In 2017, the Partnership determined that it would be unable to recover the net book value of its investment in certain of its proved properties due to current reserves profile of the wells. Accordingly, the Partnership recorded impairment charges on the Sargent Property located at Garden Banks block 339 of $0.7 for the year ended December 31, 2017. The Partnership used an income-based approach to determine impairment that considered cash flows and other significant unobservable Level 3 inputs, including the Partnership’s estimated future oil, gas and NGL production, costs and capital expenditures, forward prices, and a discount rate believed to be consistent with those applied by market participants. Additionally, in 2017 the Partnership recorded impairment charges of $3.8 million related to properties that are no longer producing.

 

Commodity prices have remained volatile subsequent to December 31, 2017. Further price declines from these levels and/or changes to the Partnership’s future capital, production rates, levels of proved reserves and development plans as a consequence of the lower price environment may result in an additional impairment of the carrying value of the Partnership’s proved and/or unproved properties in the future.

 

In 2017 the Partnership received proceeds of $1.2 million on the sale inventory on a well that was previously plugged and abandoned. The partnership recognized a gain of $1.2 million on the sale of inventory.

 

Other Assets—The Partnership has $0.4 million in credit with another operator to offset future asset retirement obligations associated with one of the Partnership’s offshore platforms. Additionally, the Partnership has a deposit of $0.3 million as collateral related to a bond for the Nancy well, which the Partnership exited in early 2017. See Note 4 for more information about the collateralized bond. The Partnership has recorded the liability associated with the platform and the Nancy well, gross of these assets, in accordance with Financial Accounting Standards Board (FASB) Accounting Standards Codification Topic (ASC) 410, Asset Retirement and Environmental Obligations.

 

Asset Retirement Obligations—The Partnership is required to record a liability for its asset retirement obligations at fair value in the period such obligations are incurred with the associated asset retirement costs being capitalized as part of the carrying cost of the asset.
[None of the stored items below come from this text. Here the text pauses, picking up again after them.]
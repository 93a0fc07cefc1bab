//! Heuristics over hardware inventory records
//!
//! Pure functions: decoding SMBIOS codes, summarizing memory modules,
//! inferring overclock profiles, and fuzzy-matching GPU adapters to driver
//! records. The platform layer supplies the raw records.

use once_cell::sync::Lazy;
use regex::Regex;
use serde::Serialize;
use std::collections::{BTreeMap, HashSet};

static WHITESPACE: Lazy<Regex> = Lazy::new(|| Regex::new(r"\s+").expect("static regex"));

/// One populated memory slot as reported by firmware.
#[derive(Debug, Clone, Default, PartialEq)]
pub struct MemoryModule {
    pub size_bytes: u64,
    pub form_factor: u8,
    pub memory_type: u8,
    pub speed_mts: u32,
    pub configured_speed_mts: u32,
    pub manufacturer: String,
    pub part_number: String,
}

/// A video controller with its driver details.
#[derive(Debug, Clone, Default, PartialEq)]
pub struct VideoController {
    pub name: String,
    pub driver_version: String,
    pub driver_date: String,
}

#[derive(Debug, Clone, Copy, PartialEq, Eq, Serialize, Default)]
pub enum MediaKind {
    Ssd,
    Hdd,
    #[default]
    Unknown,
}

impl std::fmt::Display for MediaKind {
    fn fmt(&self, f: &mut std::fmt::Formatter<'_>) -> std::fmt::Result {
        match self {
            Self::Ssd => write!(f, "SSD"),
            Self::Hdd => write!(f, "HDD"),
            Self::Unknown => write!(f, ""),
        }
    }
}

pub fn form_factor_name(code: u8) -> &'static str {
    match code {
        8 => "DIMM",
        9 => "TBDIMM",
        12 => "SO-DIMM",
        16 => "RDIMM",
        17 => "Mini-RDIMM",
        18 => "UDIMM",
        _ => "",
    }
}

/// SMBIOS memory type. Some firmware reports the older WMI codes (20, 21)
/// for DDR and DDR2, so both are accepted.
pub fn memory_type_name(code: u8) -> &'static str {
    match code {
        18 | 20 => "DDR",
        19 | 21 => "DDR2",
        24 => "DDR3",
        26 => "DDR4",
        30 => "LPDDR4",
        34 => "DDR5",
        35 => "LPDDR5",
        _ => "",
    }
}

/// "DDR4-3200": generation plus data rate rounded to the nearest 100 MT/s.
pub fn type_and_speed(modules: &[MemoryModule]) -> String {
    let generation = modules
        .iter()
        .map(|m| m.memory_type)
        .max()
        .map(memory_type_name)
        .unwrap_or("");
    let rate = modules
        .iter()
        .map(|m| m.speed_mts.max(m.configured_speed_mts))
        .max()
        .unwrap_or(0);

    match (generation.is_empty(), rate) {
        (true, _) => String::new(),
        (false, 0) => generation.to_string(),
        (false, rate) => {
            let rounded = ((rate as f64 / 100.0).round() * 100.0) as u32;
            format!("{}-{}", generation, rounded)
        }
    }
}

/// Most common non-zero form factor.
pub fn dominant_form_factor(modules: &[MemoryModule]) -> &'static str {
    let mut counts: BTreeMap<u8, usize> = BTreeMap::new();
    for module in modules.iter().filter(|m| m.form_factor > 0) {
        *counts.entry(module.form_factor).or_default() += 1;
    }
    counts
        .into_iter()
        .max_by_key(|(code, count)| (*count, std::cmp::Reverse(*code)))
        .map(|(code, _)| form_factor_name(code))
        .unwrap_or("")
}

/// "2x16GB" when sizes agree, the majority group when it is strong enough,
/// otherwise "N modules". Empty when no sizes are known.
pub fn summarize_modules(sizes_gb: &[f64]) -> String {
    let rounded: Vec<u64> = sizes_gb
        .iter()
        .filter(|v| v.is_finite() && **v > 0.0)
        .map(|v| v.round() as u64)
        .collect();
    let Some(&first) = rounded.first() else {
        return String::new();
    };

    if rounded.iter().all(|&r| r == first) {
        return format!("{}x{}GB", rounded.len(), first);
    }

    let mut groups: BTreeMap<u64, usize> = BTreeMap::new();
    for r in &rounded {
        *groups.entry(*r).or_default() += 1;
    }
    // Largest group, larger size on equal counts.
    let (size, count) = groups
        .into_iter()
        .max_by_key(|(size, count)| (*count, *size))
        .unwrap_or((0, 0));
    let majority = ((rounded.len() as f64) * 0.5).ceil() as usize;
    if count >= majority.max(2) {
        return format!("{}x{}GB", count, size);
    }

    format!("{} modules", rounded.len())
}

/// Module summary with fallbacks when firmware gives counts but no sizes, or
/// nothing at all.
pub fn module_configuration(modules: &[MemoryModule], total_gb: f64) -> String {
    let sizes: Vec<f64> = modules
        .iter()
        .filter(|m| m.size_bytes > 0)
        .map(|m| m.size_bytes as f64 / (1024.0 * 1024.0 * 1024.0))
        .collect();
    let summary = summarize_modules(&sizes);
    if !summary.is_empty() {
        return summary;
    }

    let count = modules.len();
    if count > 0 {
        let avg = if sizes.is_empty() {
            total_gb.max(0.0) / count as f64
        } else {
            sizes.iter().sum::<f64>() / sizes.len() as f64
        };
        return format!("{}x{}GB", count, (avg.round() as u64).max(1));
    }

    if total_gb > 0.0 {
        let guess = if total_gb >= 12.0 { 2 } else { 1 };
        return format!("{}x{}GB", guess, ((total_gb / guess as f64).round() as u64).max(1));
    }

    String::new()
}

/// "2 of 4" populated slots.
pub fn slots_summary(used: usize, total: usize) -> String {
    match (used, total) {
        (0, _) => String::new(),
        (used, 0) => used.to_string(),
        (used, total) => format!("{} of {}", used, total),
    }
}

/// Overclock profile inferred from configured speed against JEDEC baselines.
/// AMD platforms call it EXPO, everyone else XMP.
pub fn overclock_profile(modules: &[MemoryModule], cpu_vendor: &str) -> Option<&'static str> {
    let configured = modules
        .iter()
        .map(|m| m.configured_speed_mts)
        .max()
        .unwrap_or(0) as f64;
    let is_ddr5 = modules.iter().map(|m| m.memory_type).max() == Some(34);
    let (baseline, threshold) = if is_ddr5 {
        (5600.0, 6000.0)
    } else {
        (3200.0, 3600.0)
    };

    let overclocked = configured >= threshold || configured > baseline + 150.0;
    if !overclocked {
        return None;
    }
    if cpu_vendor.to_lowercase().contains("amd") {
        Some("EXPO")
    } else {
        Some("XMP")
    }
}

fn is_placeholder(s: &str) -> bool {
    let t = s.trim();
    t.is_empty()
        || [
            "unknown",
            "undefined",
            "to be filled by o.e.m.",
            "manufacturer",
            "not available",
            "n/a",
        ]
        .iter()
        .any(|p| t.eq_ignore_ascii_case(p))
}

/// Brand from firmware manufacturer strings, else from part-number prefixes.
pub fn ram_brand(manufacturers: &[String], part_numbers: &[String]) -> String {
    let valid: Vec<&str> = manufacturers
        .iter()
        .map(|m| m.trim())
        .filter(|m| !is_placeholder(m))
        .collect();
    if let Some(best) = valid.iter().max_by_key(|m| m.len()) {
        return best.to_string();
    }

    let joined = part_numbers.join(" ").to_uppercase();
    let has = |needles: &[&str]| needles.iter().any(|n| joined.contains(n));
    let starts = |prefixes: &[&str]| prefixes.iter().any(|p| joined.starts_with(p));

    let brand = if has(&["GSKILL", "G.SKILL", "F4-", "F5-"]) {
        "G.SKILL"
    } else if has(&["CORSAIR"]) || starts(&["CM"]) {
        "Corsair"
    } else if has(&["KINGSTON", "HYPERX"]) || starts(&["KF", "KVR", "KSM"]) {
        "Kingston"
    } else if has(&["CRUCIAL"]) || starts(&["CT"]) {
        "Crucial"
    } else if has(&["TEAM", "T-FORCE"]) || starts(&["TF"]) {
        "TeamGroup"
    } else if has(&["ADATA", "XPG"]) || starts(&["AX4U"]) {
        "ADATA"
    } else if has(&["PATRIOT"]) || starts(&["PV"]) {
        "Patriot"
    } else if has(&["GEIL"]) || starts(&["GL"]) {
        "GeIL"
    } else if has(&["HYNIX", "SKHYNIX"]) || starts(&["HMA", "HMT"]) {
        "SK hynix"
    } else if has(&["MICRON"]) || starts(&["MT"]) {
        "Micron"
    } else if has(&["SAMSUNG"]) || starts(&["M3", "M4"]) {
        "Samsung"
    } else {
        "Unknown"
    };
    brand.to_string()
}

/// Upper-case, drop trademark marks and generic words, collapse whitespace.
pub fn normalize_adapter_name(name: &str) -> String {
    let mut t = name.to_uppercase();
    for noise in ["(R)", "(TM)", "(C)", "GRAPHICS", "GPU", "VIDEO"] {
        t = t.replace(noise, "");
    }
    WHITESPACE.replace_all(&t, " ").trim().to_string()
}

/// Shared tokens, plus one when both names are reasonably long.
pub fn token_overlap_score(a: &str, b: &str) -> i32 {
    let at: HashSet<&str> = a.split(' ').filter(|t| !t.is_empty()).collect();
    let bt: HashSet<&str> = b.split(' ').filter(|t| !t.is_empty()).collect();
    let mut score = at.intersection(&bt).count() as i32;
    if at.len().min(bt.len()) >= 3 {
        score += 1;
    }
    score
}

fn vendor_bonus(a: &str, b: &str) -> i32 {
    let both = |k: &str| a.contains(k) && b.contains(k);
    let mut bonus = 0;
    if both("NVIDIA") {
        bonus += 2;
    }
    if both("RADEON") {
        bonus += 2;
    }
    if both("AMD") {
        bonus += 1;
    }
    if both("INTEL") {
        bonus += 2;
    }
    bonus
}

/// Best driver record for an adapter; the first record when nothing scores.
pub fn match_driver<'c>(
    adapter_name: &str,
    controllers: &'c [VideoController],
) -> Option<&'c VideoController> {
    let first = controllers.first()?;
    let norm = normalize_adapter_name(adapter_name);
    if norm.is_empty() {
        return Some(first);
    }

    let mut best: Option<(&VideoController, i32)> = None;
    for controller in controllers {
        let other = normalize_adapter_name(&controller.name);
        let score = token_overlap_score(&norm, &other) + vendor_bonus(&norm, &other);
        if best.map_or(true, |(_, s)| score > s) {
            best = Some((controller, score));
        }
    }

    match best {
        Some((controller, score)) if score > 0 => Some(controller),
        _ => Some(first),
    }
}

/// Loose equality for adapter names coming from different sources.
pub fn names_roughly_match(a: &str, b: &str) -> bool {
    let na = normalize_adapter_name(a);
    let nb = normalize_adapter_name(b);
    if na.is_empty() || nb.is_empty() {
        return false;
    }
    if na == nb || token_overlap_score(&na, &nb) >= 2 {
        return true;
    }
    let amd = |s: &str| s.contains("RADEON") || s.contains("AMD");
    (na.contains("NVIDIA") && nb.contains("NVIDIA"))
        || (amd(&na) && amd(&nb))
        || (na.contains("INTEL") && nb.contains("INTEL"))
}

/// Media kind from a model string.
pub fn media_kind_from_model(model: &str) -> Option<MediaKind> {
    let m = model.to_uppercase();
    if ["SSD", "SOLID STATE", "NVME", "NV-ME", "M.2"]
        .iter()
        .any(|k| m.contains(k))
    {
        Some(MediaKind::Ssd)
    } else if ["HDD", "HARD DISK"].iter().any(|k| m.contains(k)) {
        Some(MediaKind::Hdd)
    } else {
        None
    }
}

#[cfg(test)]
mod tests {
    use super::*;
    use pretty_assertions::assert_eq;

    fn module(gb: u64, kind: u8, configured: u32) -> MemoryModule {
        MemoryModule {
            size_bytes: gb * 1024 * 1024 * 1024,
            form_factor: 8,
            memory_type: kind,
            speed_mts: configured,
            configured_speed_mts: configured,
            ..Default::default()
        }
    }

    #[test]
    fn test_summarize_equal_modules() {
        assert_eq!(summarize_modules(&[16.0, 16.0]), "2x16GB");
    }

    #[test]
    fn test_summarize_majority() {
        assert_eq!(summarize_modules(&[16.0, 16.0, 8.0]), "2x16GB");
    }

    #[test]
    fn test_summarize_mixed() {
        assert_eq!(summarize_modules(&[16.0, 8.0]), "2 modules");
        assert_eq!(summarize_modules(&[]), "");
    }

    #[test]
    fn test_module_configuration_guesses_without_firmware() {
        assert_eq!(module_configuration(&[], 32.0), "2x16GB");
        assert_eq!(module_configuration(&[], 8.0), "1x8GB");
        let sizeless = vec![MemoryModule::default(), MemoryModule::default()];
        assert_eq!(module_configuration(&sizeless, 16.0), "2x8GB");
    }

    #[test]
    fn test_type_and_speed_rounds() {
        assert_eq!(type_and_speed(&[module(16, 26, 3199)]), "DDR4-3200");
        assert_eq!(type_and_speed(&[module(16, 34, 0)]), "DDR5");
        assert_eq!(type_and_speed(&[]), "");
    }

    #[test]
    fn test_overclock_profile() {
        assert_eq!(overclock_profile(&[module(16, 26, 3600)], "GenuineIntel"), Some("XMP"));
        assert_eq!(overclock_profile(&[module(16, 34, 6000)], "AuthenticAMD"), Some("EXPO"));
        assert_eq!(overclock_profile(&[module(16, 34, 5600)], "AuthenticAMD"), None);
        assert_eq!(overclock_profile(&[module(16, 26, 3200)], "GenuineIntel"), None);
    }

    #[test]
    fn test_form_factor() {
        let mut so = module(8, 26, 3200);
        so.form_factor = 12;
        assert_eq!(dominant_form_factor(&[so.clone(), so]), "SO-DIMM");
        assert_eq!(slots_summary(2, 4), "2 of 4");
        assert_eq!(slots_summary(2, 0), "2");
    }

    #[test]
    fn test_ram_brand() {
        assert_eq!(
            ram_brand(&["Unknown".into(), "Kingston".into()], &[]),
            "Kingston"
        );
        assert_eq!(ram_brand(&[], &["F4-3600C16-16GTZNC".into()]), "G.SKILL");
        assert_eq!(ram_brand(&[], &["CMK32GX4M2E3200C16".into()]), "Corsair");
        assert_eq!(ram_brand(&[], &[]), "Unknown");
    }

    #[test]
    fn test_normalize_adapter_name() {
        assert_eq!(
            normalize_adapter_name("Intel(R) UHD Graphics  770"),
            "INTEL UHD 770"
        );
    }

    #[test]
    fn test_match_driver_prefers_token_overlap() {
        let controllers = vec![
            VideoController {
                name: "Intel(R) UHD Graphics 770".into(),
                driver_version: "31.0".into(),
                ..Default::default()
            },
            VideoController {
                name: "NVIDIA GeForce RTX 4070".into(),
                driver_version: "550.54".into(),
                ..Default::default()
            },
        ];
        let m = match_driver("NVIDIA GeForce RTX 4070", &controllers).unwrap();
        assert_eq!(m.driver_version, "550.54");
        let fallback = match_driver("", &controllers).unwrap();
        assert_eq!(fallback.driver_version, "31.0");
        assert!(match_driver("x", &[]).is_none());
    }

    #[test]
    fn test_names_roughly_match() {
        assert!(names_roughly_match("AMD Radeon RX 7900", "Radeon RX 7900 XTX"));
        assert!(names_roughly_match("AMD Radeon Graphics", "Radeon 780M"));
        assert!(!names_roughly_match("NVIDIA RTX", "Intel Arc"));
    }

    #[test]
    fn test_media_kind_from_model() {
        assert_eq!(media_kind_from_model("Samsung SSD 980 PRO"), Some(MediaKind::Ssd));
        assert_eq!(media_kind_from_model("WDC WD40 Hard Disk"), Some(MediaKind::Hdd));
        assert_eq!(media_kind_from_model("ST4000DM004"), None);
    }
}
The Partnership’s asset retirement obligations relate to the plugging, abandonment, dismantlement, removal, site reclamation and similar activities associated with its oil, gas and NGL properties. Accretion of the liability is recognized for changes in the value of the liability as a result of the passage of time over the estimated productive life of the related assets as the discounted liabilities are accreted to their expected settlement values. Revisions in the estimates of property lives and cost estimates are capitalized as part of the property balance. Any gain or loss upon settlement of obligations is recognized in income.

 

The obligation to plug wells is settled when the Partnership abandons wells in accordance with governmental regulations. The Partnership accrues a liability with respect to these obligations based on its estimate of the timing and amount to replace, remove or retire the associated assets. The estimate of the asset retirement cost is determined, inflated to an estimated future value using a seven year average of the Consumer Price Index, and discounted to present value using the Partnership’s credit-adjusted risk-free rate.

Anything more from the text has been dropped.